The first time I saw that shy, boyish expression, head leaning to one side,emphasizing his lop-sided smile, was in the press photographs as he walked beside Moshe Dayan and Uzi Narkiss toward the Western Wall, the Kotel, during the Six Day War of 1967. The last time I saw his lop-sided smile was as he gave me a gentle fatherly hug of concern when we met in the Rotunda in Washington just nine days before his death.

Yitzchak Rabin was a General who cared deeply about his troops; he was a handsome proud Israeli; he was impatient with politics and especially with politicians; he engendered love in leaders who were not accustomed to loving
politicians; he cared very deeply about the future of this country; he was not a left winger, not by a long chalk.

Yitzchak Rabin felt he had to try and bring peace to his beloved country and he was willing to force himself to talk to the man he despised above all others, Yassir Arafat.

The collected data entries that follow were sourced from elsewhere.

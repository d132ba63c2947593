//! Falling-edge tach capture with glitch rejection.
//!
//! The edge interrupt feeds [`PulseAccumulator::record_edge`] with a cycle
//! timestamp. Edges that follow the last accepted edge by less than the
//! configured spacing are counted as rejects; this is what keeps capacitive
//! pickup from the ~20 kHz fan PWM out of the pulse count. The cooperative
//! main loop calls [`EdgeCaptureCounter::task`], which closes a reporting
//! window every `report_period_ms` and turns the pulse count into RPM.

use portable_atomic::{AtomicBool, AtomicU32, Ordering};

use crate::config::TachConfig;
use crate::diag::{CaptureBanner, DiagnosticSink, TachReport, render};
use crate::irq::{IrqLine, MaskedSection};
use crate::pin::{PinArbiter, PinBusy, PinRole, TachPin};
use crate::timebase::micros_to_cycles;

/// Classification of a single edge by the glitch filter.
#[derive(Copy, Clone, Debug, Eq, PartialEq)]
pub enum EdgeVerdict {
    Accepted,
    Rejected,
}

/// Pulse and reject counts for one reporting window.
#[derive(Copy, Clone, Debug, Default, Eq, PartialEq)]
pub struct PulseCounts {
    pub accepted: u32,
    pub rejected: u32,
}

/// Counters shared between the edge interrupt and the main loop.
///
/// Only the edge interrupt increments the counts. Everything else reads or
/// clears them with the edge interrupt masked, which is why the increments can
/// be plain load/store pairs.
pub struct PulseAccumulator {
    accepted: AtomicU32,
    rejected: AtomicU32,
    last_edge: AtomicU32,
    has_edge: AtomicBool,
    min_edge_cycles: AtomicU32,
}

impl PulseAccumulator {
    #[must_use]
    pub const fn new() -> Self {
        Self {
            accepted: AtomicU32::new(0),
            rejected: AtomicU32::new(0),
            last_edge: AtomicU32::new(0),
            has_edge: AtomicBool::new(false),
            min_edge_cycles: AtomicU32::new(1),
        }
    }

    /// Sets the minimum spacing between accepted edges, in cycles.
    pub fn set_min_edge_cycles(&self, cycles: u32) {
        self.min_edge_cycles.store(cycles.max(1), Ordering::Relaxed);
    }

    #[must_use]
    pub fn min_edge_cycles(&self) -> u32 {
        self.min_edge_cycles.load(Ordering::Relaxed)
    }

    /// Edge interrupt body: applies the glitch filter to an edge seen at `now`.
    ///
    /// The first edge after a reset only establishes the baseline and is
    /// always accepted.
    pub fn record_edge(&self, now: u32) -> EdgeVerdict {
        if self.has_edge.load(Ordering::Relaxed) {
            let delta = now.wrapping_sub(self.last_edge.load(Ordering::Relaxed));
            if delta < self.min_edge_cycles() {
                bump(&self.rejected);
                return EdgeVerdict::Rejected;
            }
        }

        self.last_edge.store(now, Ordering::Relaxed);
        self.has_edge.store(true, Ordering::Relaxed);
        bump(&self.accepted);
        EdgeVerdict::Accepted
    }

    /// Current counts without clearing them.
    #[must_use]
    pub fn peek(&self) -> PulseCounts {
        PulseCounts {
            accepted: self.accepted.load(Ordering::Acquire),
            rejected: self.rejected.load(Ordering::Acquire),
        }
    }

    /// Snapshots and zeroes both counts. The guard proves the edge interrupt
    /// is masked for the whole read-then-clear sequence.
    pub fn take<L: IrqLine>(&self, _section: &MaskedSection<'_, L>) -> PulseCounts {
        let counts = self.peek();
        self.accepted.store(0, Ordering::Release);
        self.rejected.store(0, Ordering::Release);
        counts
    }

    /// Clears counts and the edge baseline. Callers hold the edge interrupt masked.
    pub fn reset(&self) {
        self.accepted.store(0, Ordering::Release);
        self.rejected.store(0, Ordering::Release);
        self.last_edge.store(0, Ordering::Release);
        self.has_edge.store(false, Ordering::Release);
    }
}

impl Default for PulseAccumulator {
    fn default() -> Self {
        Self::new()
    }
}

fn bump(counter: &AtomicU32) {
    let next = counter.load(Ordering::Relaxed).wrapping_add(1);
    counter.store(next, Ordering::Release);
}

/// `true` once `now` has reached `deadline` on a wrapping millisecond clock.
#[must_use]
pub const fn deadline_reached(now: u32, deadline: u32) -> bool {
    now.wrapping_sub(deadline) < 0x8000_0000
}

/// Reporting side of the tach capture.
pub struct EdgeCaptureCounter<'a> {
    config: TachConfig,
    pulses: &'a PulseAccumulator,
    reporting: bool,
    next_report_ms: u32,
}

impl<'a> EdgeCaptureCounter<'a> {
    #[must_use]
    pub const fn new(config: TachConfig, pulses: &'a PulseAccumulator) -> Self {
        Self {
            config,
            pulses,
            reporting: false,
            next_report_ms: 0,
        }
    }

    #[must_use]
    pub fn config(&self) -> &TachConfig {
        &self.config
    }

    /// Arms capture: pull-up input, falling-edge interrupt, counters cleared,
    /// reporting off.
    pub fn init<P: TachPin, E: IrqLine>(&mut self, arbiter: &mut PinArbiter<'_, P, E>, clock_hz: u32) {
        self.pulses
            .set_min_edge_cycles(micros_to_cycles(clock_hz, self.config.min_edge_us));
        {
            let _masked = MaskedSection::enter(arbiter.edge_irq_mut());
            self.pulses.reset();
        }
        self.reporting = false;
        self.next_report_ms = 0;
        arbiter.assign(PinRole::Capture);
    }

    /// Arms or masks edge capture. Refuses to arm while the synthesizer owns
    /// the pin; the counts are left alone either way.
    pub fn set_capture_enabled<P: TachPin, E: IrqLine>(
        &mut self,
        arbiter: &mut PinArbiter<'_, P, E>,
        enabled: bool,
    ) -> Result<(), PinBusy> {
        match (enabled, arbiter.role()) {
            (true, PinRole::Synth) => Err(PinBusy {
                owner: PinRole::Synth,
            }),
            (true, _) => {
                arbiter.assign(PinRole::Capture);
                Ok(())
            }
            (false, PinRole::Capture) => {
                arbiter.assign(PinRole::Unowned);
                Ok(())
            }
            (false, _) => Ok(()),
        }
    }

    /// Starts or stops periodic reports.
    ///
    /// Enabling emits the configuration banner and schedules the first report
    /// one period from `now_ms`. Disabling zeroes the counts so the next
    /// enable starts from a clean window.
    pub fn set_reporting_enabled<P, E, S>(
        &mut self,
        arbiter: &mut PinArbiter<'_, P, E>,
        enabled: bool,
        now_ms: u32,
        sink: &mut S,
    ) where
        P: TachPin,
        E: IrqLine,
        S: DiagnosticSink + ?Sized,
    {
        self.reporting = enabled;
        self.next_report_ms = now_ms.wrapping_add(self.config.report_period_ms);

        if enabled {
            let banner = CaptureBanner {
                gpio_base: self.config.gpio_base,
                pin_mask: self.config.pin_mask,
            };
            sink.emit(&render(&banner));
        } else {
            let _masked = MaskedSection::enter(arbiter.edge_irq_mut());
            self.pulses.reset();
        }
    }

    #[must_use]
    pub fn is_reporting_enabled(&self) -> bool {
        self.reporting
    }

    /// Absolute deadline of the next report.
    #[must_use]
    pub fn next_report_ms(&self) -> u32 {
        self.next_report_ms
    }

    /// Main-loop hook. Closes the current window once its deadline passes.
    ///
    /// The deadline advances by exactly one period so the cadence does not
    /// drift with main-loop latency.
    pub fn task<L: IrqLine>(&mut self, edge_irq: &mut L, now_ms: u32) -> Option<TachReport> {
        if !self.reporting || !deadline_reached(now_ms, self.next_report_ms) {
            return None;
        }

        self.next_report_ms = self
            .next_report_ms
            .wrapping_add(self.config.report_period_ms);

        let counts = {
            let section = MaskedSection::enter(edge_irq);
            self.pulses.take(&section)
        };

        Some(TachReport {
            pulses: counts.accepted,
            rejects: counts.rejected,
            rpm: counts.accepted.wrapping_mul(self.config.rpm_per_pulse),
        })
    }
}

#[cfg(test)]
mod tests {
    use super::*;

    const CLOCK_HZ: u32 = 16_000_000;

    fn at_us(micros: u32) -> u32 {
        micros * (CLOCK_HZ / 1_000_000)
    }

    fn accumulator() -> PulseAccumulator {
        let pulses = PulseAccumulator::new();
        pulses.set_min_edge_cycles(micros_to_cycles(CLOCK_HZ, 200));
        pulses
    }

    #[test]
    fn glitch_filter_measures_from_last_accepted_edge() {
        let pulses = accumulator();
        let verdicts = [0, 50, 260, 300, 500].map(|t| pulses.record_edge(at_us(t)));

        assert_eq!(
            verdicts,
            [
                EdgeVerdict::Accepted,
                EdgeVerdict::Rejected,
                EdgeVerdict::Accepted,
                EdgeVerdict::Rejected,
                EdgeVerdict::Accepted,
            ]
        );
        assert_eq!(
            pulses.peek(),
            PulseCounts {
                accepted: 3,
                rejected: 2
            }
        );
    }

    #[test]
    fn filter_handles_cycle_counter_wrap() {
        let pulses = accumulator();
        let start = u32::MAX - at_us(100);
        assert_eq!(pulses.record_edge(start), EdgeVerdict::Accepted);
        assert_eq!(
            pulses.record_edge(start.wrapping_add(at_us(150))),
            EdgeVerdict::Rejected
        );
        assert_eq!(
            pulses.record_edge(start.wrapping_add(at_us(250))),
            EdgeVerdict::Accepted
        );
    }

    #[test]
    fn reset_drops_the_baseline() {
        let pulses = accumulator();
        pulses.record_edge(at_us(1_000));
        pulses.reset();
        assert_eq!(pulses.record_edge(at_us(1_010)), EdgeVerdict::Accepted);
        assert_eq!(pulses.peek().rejected, 0);
    }

    #[test]
    fn deadline_comparison_survives_wrap() {
        assert!(deadline_reached(500, 500));
        assert!(!deadline_reached(499, 500));
        assert!(deadline_reached(10, u32::MAX - 5));
        assert!(!deadline_reached(u32::MAX - 5, 10));
    }
}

He was willing to enter talks to bring the much sought after
peace his country so yearned for, but he was not willing to accept peace at all cost.

Many a time I saw him outside the halls where grand dinners and honoured guests awaited his words of wisdom, little did they know that he so hated public speaking that he would grab a glass of "Dutch courage", whisky, as he summoned
up the nerve to enter the hall.

My sorrow at his murder eight years ago is doubled by the distortion of his truth by those who would use him, even in his death, to further their own political theories. I miss the honesty of Yitschak Rabin who could be cold to
those he despised and a warm, giving human being to those he cared for.

I miss Yitzchak Rabin because his murder led to lost innocence in Israeli society.

May his soul rest in peace.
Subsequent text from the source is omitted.